Год, прошедший со дня премьеры «Большевиков», был на самом деле роковым. В августе 68-го завершилась «пражская весна», рухнул миф о «социализме с человеческим лицом». Готовился разгон редакции журнала «Новый мир», Александр Солженицын написал свое обращение к Съезду писателей. Пенсионер Никита Хрущев сажал помидоры в своем огороде, иногда приходил на «Голого короля» и там сокрушался, что вот, мол, не успел до конца «разоблачить Сталина». Тень недавно захороненного вождя, вынесенного ночью из Мавзолея, вновь пошла гулять по России. Из-под «Современника» уходила историческая почва. Летом 1970 года Ефремов выпустил свой последний спектакль в этом театре — чеховскую «Чайку». Пьеса, которая когда-то начала Художественный театр, на этот раз закрыла одну из его лучших студий.
Все внутритеатральные отношения, весь груз накопившихся взаимных обид, разочарований и неприязни был выплеснут в чеховский текст. Ефремов пытался превратить Чехова в памфлетиста. Интеллигентные герои Чехова ему тогда очень не нравились. Ему не нравилось, что они так много болтают и ничего не делают. Он внес в «Чайку» идейный разброд конца 60-х годов. Люди перестали слушать и слышать, они только выясняли отношения, пили, склочничали и ненавидели друг друга.

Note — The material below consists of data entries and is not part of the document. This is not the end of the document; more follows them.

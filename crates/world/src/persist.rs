//! File-per-chunk persistence with zstd compression.
//!
//! Each world lives under `<saves_root>/<world_id>/`: a `world.dat` metadata
//! record plus one `chunks/chunk_<x>_<y>_<z>.dat` file per saved chunk. Every
//! file carries a magic/version header with a CRC32 over the compressed
//! bincode payload.

use std::fs::{self, File};
use std::io::{Read, Write};
use std::path::{Path, PathBuf};

use anyhow::{Context, Result};
use crc32fast::Hasher;
use tracing::{debug, error, warn};

use tilestream_core::ChunkPos;

use crate::{Chunk, WorldInfo};

/// Magic number identifying chunk files ("TSCH").
const CHUNK_MAGIC: u32 = 0x5453_4348;

/// Magic number identifying world metadata files ("TSWI").
const WORLD_MAGIC: u32 = 0x5453_5749;

/// Current on-disk format version.
const FORMAT_VERSION: u16 = 1;

/// zstd level 3 for balanced speed/compression.
const ZSTD_LEVEL: i32 = 3;

/// File name of the world metadata record.
const WORLD_INFO_FILE: &str = "world.dat";

/// Directory holding the per-chunk files.
const CHUNKS_DIR: &str = "chunks";

/// Filesystem-safe chunk id for the given position, `chunk_<x>_<y>_<z>`.
pub fn chunk_file_id(pos: ChunkPos) -> String {
    format!("chunk_{}_{}_{}", pos.x, pos.y, pos.z)
}

/// Save-file header shared by chunk and world-info files.
#[derive(Debug, Clone)]
struct FileHeader {
    magic: u32,
    version: u16,
    crc32: u32,
    payload_len: u32,
}

impl FileHeader {
    const LEN: usize = 14;

    fn new(magic: u32, crc32: u32, payload_len: u32) -> Self {
        Self {
            magic,
            version: FORMAT_VERSION,
            crc32,
            payload_len,
        }
    }

    fn to_bytes(&self) -> Vec<u8> {
        let mut bytes = Vec::with_capacity(Self::LEN);
        bytes.extend_from_slice(&self.magic.to_le_bytes());
        bytes.extend_from_slice(&self.version.to_le_bytes());
        bytes.extend_from_slice(&self.crc32.to_le_bytes());
        bytes.extend_from_slice(&self.payload_len.to_le_bytes());
        bytes
    }

    fn from_bytes(bytes: &[u8], expected_magic: u32) -> Result<Self> {
        if bytes.len() < Self::LEN {
            anyhow::bail!("save-file header too short");
        }

        let magic = u32::from_le_bytes([bytes[0], bytes[1], bytes[2], bytes[3]]);
        if magic != expected_magic {
            anyhow::bail!(
                "invalid save-file magic: expected 0x{:08X}, got 0x{:08X}",
                expected_magic,
                magic
            );
        }

        let version = u16::from_le_bytes([bytes[4], bytes[5]]);
        if version != FORMAT_VERSION {
            anyhow::bail!(
                "unsupported save-file version: expected {}, got {}",
                FORMAT_VERSION,
                version
            );
        }

        let crc32 = u32::from_le_bytes([bytes[6], bytes[7], bytes[8], bytes[9]]);
        let payload_len = u32::from_le_bytes([bytes[10], bytes[11], bytes[12], bytes[13]]);

        Ok(Self {
            magic,
            version,
            crc32,
            payload_len,
        })
    }
}

/// Persistence layer for one world: serializes chunks and world metadata to
/// the world's save directory.
pub struct WorldStore {
    world_dir: PathBuf,
}

impl WorldStore {
    /// Create a store rooted at `<saves_root>/<world_id>`. Nothing is
    /// created on disk until the first save.
    pub fn new<P: AsRef<Path>>(saves_root: P, world_id: &str) -> Self {
        Self {
            world_dir: saves_root.as_ref().join(world_id),
        }
    }

    /// The world's save directory.
    pub fn world_dir(&self) -> &Path {
        &self.world_dir
    }

    /// Whether this world has any saved representation on disk.
    pub fn world_exists(&self) -> bool {
        self.world_dir.is_dir()
    }

    fn chunks_dir(&self) -> PathBuf {
        self.world_dir.join(CHUNKS_DIR)
    }

    fn chunk_path(&self, pos: ChunkPos) -> PathBuf {
        self.chunks_dir().join(format!("{}.dat", chunk_file_id(pos)))
    }

    /// Whether the given chunk has a saved representation, without reading it.
    pub fn chunk_exists(&self, pos: ChunkPos) -> bool {
        self.chunk_path(pos).is_file()
    }

    /// Subset of `positions` that have a saved representation.
    pub fn existing(&self, positions: &[ChunkPos]) -> Vec<ChunkPos> {
        positions
            .iter()
            .copied()
            .filter(|pos| self.chunk_exists(*pos))
            .collect()
    }

    /// Load a single chunk, verifying it deserialized to the requested
    /// position.
    pub fn load_chunk(&self, pos: ChunkPos) -> Result<Chunk> {
        let path = self.chunk_path(pos);
        let payload = self.read_payload(&path, CHUNK_MAGIC)?;
        let chunk: Chunk =
            bincode::deserialize(&payload).context("failed to deserialize chunk")?;
        if chunk.position() != pos {
            anyhow::bail!(
                "chunk file {:?} holds chunk {} instead of {}",
                path,
                chunk.position(),
                pos
            );
        }
        if chunk.extent().volume() == 0 {
            anyhow::bail!("chunk file {:?} has a degenerate extent", path);
        }
        Ok(chunk)
    }

    /// Load every chunk in `positions` that can be read. A failure to
    /// deserialize one chunk is logged and that chunk is omitted; it never
    /// aborts the batch. A missing world directory is treated as "no
    /// existing save".
    pub fn load_chunks(&self, positions: &[ChunkPos]) -> Vec<Chunk> {
        if !self.chunks_dir().is_dir() {
            debug!("no chunks directory at {:?}; nothing to load", self.chunks_dir());
            return Vec::new();
        }

        let mut chunks = Vec::with_capacity(positions.len());
        for &pos in positions {
            match self.load_chunk(pos) {
                Ok(chunk) => chunks.push(chunk),
                Err(e) => error!("error while loading chunk {pos}: {e:#}"),
            }
        }
        chunks
    }

    /// Save a single chunk to its `chunk_<x>_<y>_<z>.dat` file.
    pub fn save_chunk(&self, chunk: &Chunk) -> Result<()> {
        let chunks_dir = self.chunks_dir();
        fs::create_dir_all(&chunks_dir)
            .with_context(|| format!("failed to create chunks directory {chunks_dir:?}"))?;

        let payload = bincode::serialize(chunk).context("failed to serialize chunk")?;
        self.write_payload(&self.chunk_path(chunk.position()), CHUNK_MAGIC, &payload)
    }

    /// Save every chunk in the batch. A per-chunk I/O failure is logged and
    /// does not abort saving the remaining chunks. Returns the saved count.
    pub fn save_chunks<'a, I>(&self, chunks: I) -> usize
    where
        I: IntoIterator<Item = &'a Chunk>,
    {
        let mut saved = 0;
        for chunk in chunks {
            match self.save_chunk(chunk) {
                Ok(()) => saved += 1,
                Err(e) => error!(
                    "error while saving chunk {}: {e:#}",
                    chunk.position()
                ),
            }
        }
        saved
    }

    /// Load the world metadata record.
    pub fn load_world_info(&self) -> Result<WorldInfo> {
        if !self.world_dir.is_dir() {
            anyhow::bail!(
                "could not load world at {:?}: it does not exist",
                self.world_dir
            );
        }
        let payload = self.read_payload(&self.world_dir.join(WORLD_INFO_FILE), WORLD_MAGIC)?;
        bincode::deserialize(&payload).context("failed to deserialize world info")
    }

    /// Save the world metadata record, creating the world directory if
    /// needed.
    pub fn save_world_info(&self, info: &WorldInfo) -> Result<()> {
        fs::create_dir_all(&self.world_dir)
            .with_context(|| format!("failed to create world directory {:?}", self.world_dir))?;
        let payload = bincode::serialize(info).context("failed to serialize world info")?;
        self.write_payload(&self.world_dir.join(WORLD_INFO_FILE), WORLD_MAGIC, &payload)
    }

    /// Number of chunk files currently on disk for this world.
    pub fn saved_chunk_count(&self) -> usize {
        let Ok(entries) = fs::read_dir(self.chunks_dir()) else {
            return 0;
        };
        entries
            .filter_map(|entry| entry.ok())
            .filter(|entry| entry.path().extension().is_some_and(|ext| ext == "dat"))
            .count()
    }

    /// Delete the entire world directory. Missing directories are fine.
    pub fn delete_world(&self) -> Result<()> {
        if self.world_dir.exists() {
            fs::remove_dir_all(&self.world_dir)
                .with_context(|| format!("failed to delete world at {:?}", self.world_dir))?;
            warn!("deleted world at {:?}", self.world_dir);
        }
        Ok(())
    }

    fn read_payload(&self, path: &Path, magic: u32) -> Result<Vec<u8>> {
        let mut file =
            File::open(path).with_context(|| format!("failed to open save file {path:?}"))?;

        let mut header_bytes = [0u8; FileHeader::LEN];
        file.read_exact(&mut header_bytes)
            .context("failed to read save-file header")?;
        let header = FileHeader::from_bytes(&header_bytes, magic)?;

        let mut compressed = vec![0u8; header.payload_len as usize];
        file.read_exact(&mut compressed)
            .context("failed to read save-file payload")?;

        let mut hasher = Hasher::new();
        hasher.update(&compressed);
        let computed = hasher.finalize();
        if computed != header.crc32 {
            anyhow::bail!(
                "CRC32 mismatch in {:?}: expected {:08X}, got {:08X}",
                path,
                header.crc32,
                computed
            );
        }

        zstd::decode_all(&compressed[..]).context("failed to decompress save file")
    }

    fn write_payload(&self, path: &Path, magic: u32, payload: &[u8]) -> Result<()> {
        let compressed =
            zstd::encode_all(payload, ZSTD_LEVEL).context("failed to compress save file")?;

        let mut hasher = Hasher::new();
        hasher.update(&compressed);
        let header = FileHeader::new(magic, hasher.finalize(), compressed.len() as u32);

        let mut file =
            File::create(path).with_context(|| format!("failed to create save file {path:?}"))?;
        file.write_all(&header.to_bytes())
            .context("failed to write save-file header")?;
        file.write_all(&compressed)
            .context("failed to write save-file payload")?;
        Ok(())
    }
}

«Чайка» обозначила внутренний крах «товарищества на вере». Он совпал с крахом идеологии советского «шестидесятничества». Идея «очищения революции» исчерпала себя. В сентябре 1970 года Екатерина Фурцева представит Олега Ефремова труппе Художественного театра. Государство поручало ему руководить головным театральным предприятием страны. Актерам «Современника» Ефремов предложил в полном составе влиться в МХАТ. Двое суток изнуряющей бесплодной полемики ни к чему не привели. Большинство «современников» отказалось идти в академию. Горсткой соли, полагали они, не посолить болота.